→ Exercise details
Could you show each line of the records that contains the word "global"?

Collected data entries
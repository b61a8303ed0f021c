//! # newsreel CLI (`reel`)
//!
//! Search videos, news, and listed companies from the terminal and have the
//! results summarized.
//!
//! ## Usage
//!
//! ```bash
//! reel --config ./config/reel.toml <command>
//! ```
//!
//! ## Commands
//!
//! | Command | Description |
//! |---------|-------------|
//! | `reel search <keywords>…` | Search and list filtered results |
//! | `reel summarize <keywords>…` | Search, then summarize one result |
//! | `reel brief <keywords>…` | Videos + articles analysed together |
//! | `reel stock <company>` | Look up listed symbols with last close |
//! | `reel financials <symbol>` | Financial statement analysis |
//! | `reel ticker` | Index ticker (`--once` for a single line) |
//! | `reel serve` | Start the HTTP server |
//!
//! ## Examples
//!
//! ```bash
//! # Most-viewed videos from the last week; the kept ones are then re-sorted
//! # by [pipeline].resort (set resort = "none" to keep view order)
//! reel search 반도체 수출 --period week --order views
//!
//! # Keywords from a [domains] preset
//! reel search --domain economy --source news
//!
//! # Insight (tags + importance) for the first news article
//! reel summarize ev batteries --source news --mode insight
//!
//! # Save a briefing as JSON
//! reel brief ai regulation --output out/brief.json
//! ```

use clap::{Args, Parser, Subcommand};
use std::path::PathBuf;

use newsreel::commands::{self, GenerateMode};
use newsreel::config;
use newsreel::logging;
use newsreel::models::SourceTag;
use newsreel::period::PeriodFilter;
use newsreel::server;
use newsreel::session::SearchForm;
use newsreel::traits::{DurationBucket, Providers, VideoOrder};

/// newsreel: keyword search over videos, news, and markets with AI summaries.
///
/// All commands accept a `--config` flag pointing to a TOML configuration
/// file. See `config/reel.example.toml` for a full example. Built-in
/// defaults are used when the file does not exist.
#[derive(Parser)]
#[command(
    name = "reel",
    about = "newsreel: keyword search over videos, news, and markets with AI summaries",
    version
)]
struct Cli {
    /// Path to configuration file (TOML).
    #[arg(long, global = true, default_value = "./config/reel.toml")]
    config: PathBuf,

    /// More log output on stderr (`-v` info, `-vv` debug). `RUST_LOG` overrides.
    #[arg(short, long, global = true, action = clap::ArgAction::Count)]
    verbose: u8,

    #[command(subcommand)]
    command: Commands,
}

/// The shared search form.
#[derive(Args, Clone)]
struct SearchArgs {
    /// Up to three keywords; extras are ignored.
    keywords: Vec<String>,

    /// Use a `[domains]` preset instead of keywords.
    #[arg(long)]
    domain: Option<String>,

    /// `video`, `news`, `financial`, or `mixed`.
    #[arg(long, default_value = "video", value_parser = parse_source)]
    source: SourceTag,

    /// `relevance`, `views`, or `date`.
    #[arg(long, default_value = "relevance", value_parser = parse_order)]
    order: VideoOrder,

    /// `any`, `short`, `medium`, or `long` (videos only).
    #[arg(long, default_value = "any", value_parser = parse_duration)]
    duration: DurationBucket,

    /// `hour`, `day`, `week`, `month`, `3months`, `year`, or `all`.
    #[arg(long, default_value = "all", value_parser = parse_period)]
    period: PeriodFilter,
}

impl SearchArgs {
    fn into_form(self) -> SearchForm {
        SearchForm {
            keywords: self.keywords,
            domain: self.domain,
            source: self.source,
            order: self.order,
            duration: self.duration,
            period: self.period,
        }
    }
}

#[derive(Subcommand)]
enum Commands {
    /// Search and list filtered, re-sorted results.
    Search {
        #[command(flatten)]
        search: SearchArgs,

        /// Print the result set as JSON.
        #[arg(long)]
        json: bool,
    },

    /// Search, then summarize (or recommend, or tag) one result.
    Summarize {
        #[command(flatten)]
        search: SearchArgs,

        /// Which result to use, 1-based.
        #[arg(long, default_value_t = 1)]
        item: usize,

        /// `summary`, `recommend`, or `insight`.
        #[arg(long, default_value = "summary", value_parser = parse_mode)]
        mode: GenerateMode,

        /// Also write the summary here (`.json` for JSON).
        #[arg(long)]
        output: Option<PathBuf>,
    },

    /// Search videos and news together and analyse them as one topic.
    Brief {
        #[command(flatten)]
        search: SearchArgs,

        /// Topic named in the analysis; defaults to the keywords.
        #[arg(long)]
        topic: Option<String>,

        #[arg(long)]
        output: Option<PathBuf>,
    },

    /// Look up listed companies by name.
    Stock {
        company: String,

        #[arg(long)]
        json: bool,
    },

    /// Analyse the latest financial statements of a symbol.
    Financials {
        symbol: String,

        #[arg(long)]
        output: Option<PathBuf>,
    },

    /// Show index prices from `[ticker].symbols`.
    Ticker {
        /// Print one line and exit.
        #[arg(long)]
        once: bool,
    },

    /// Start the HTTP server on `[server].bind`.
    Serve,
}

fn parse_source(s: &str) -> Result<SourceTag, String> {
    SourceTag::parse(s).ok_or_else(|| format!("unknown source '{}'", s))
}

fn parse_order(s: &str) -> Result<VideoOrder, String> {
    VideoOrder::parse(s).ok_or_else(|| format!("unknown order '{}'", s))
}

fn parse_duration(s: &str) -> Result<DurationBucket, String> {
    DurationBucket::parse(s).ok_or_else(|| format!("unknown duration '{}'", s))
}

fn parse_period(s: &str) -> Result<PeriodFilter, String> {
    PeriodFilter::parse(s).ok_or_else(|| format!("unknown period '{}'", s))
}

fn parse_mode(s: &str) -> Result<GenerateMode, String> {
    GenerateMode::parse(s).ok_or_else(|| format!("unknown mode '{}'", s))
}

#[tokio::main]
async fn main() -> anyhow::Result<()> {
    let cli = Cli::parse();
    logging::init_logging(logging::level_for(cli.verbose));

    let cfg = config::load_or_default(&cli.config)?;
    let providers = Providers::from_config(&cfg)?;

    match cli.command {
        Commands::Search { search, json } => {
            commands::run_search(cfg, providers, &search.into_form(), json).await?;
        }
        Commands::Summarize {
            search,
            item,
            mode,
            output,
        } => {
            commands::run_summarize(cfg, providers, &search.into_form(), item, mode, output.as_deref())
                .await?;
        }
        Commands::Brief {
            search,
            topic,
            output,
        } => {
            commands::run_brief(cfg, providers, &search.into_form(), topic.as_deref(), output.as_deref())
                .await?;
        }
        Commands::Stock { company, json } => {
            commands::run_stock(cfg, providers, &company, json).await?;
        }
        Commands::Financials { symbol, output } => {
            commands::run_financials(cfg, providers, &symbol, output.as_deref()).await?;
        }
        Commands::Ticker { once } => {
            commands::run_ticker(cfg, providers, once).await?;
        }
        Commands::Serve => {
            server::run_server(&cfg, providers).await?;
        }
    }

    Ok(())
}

→ Response
    #[arg(long, global = true, default_value = "./config/reel.toml")]
    #[arg(short, long, global = true, action = clap::ArgAction::Count)]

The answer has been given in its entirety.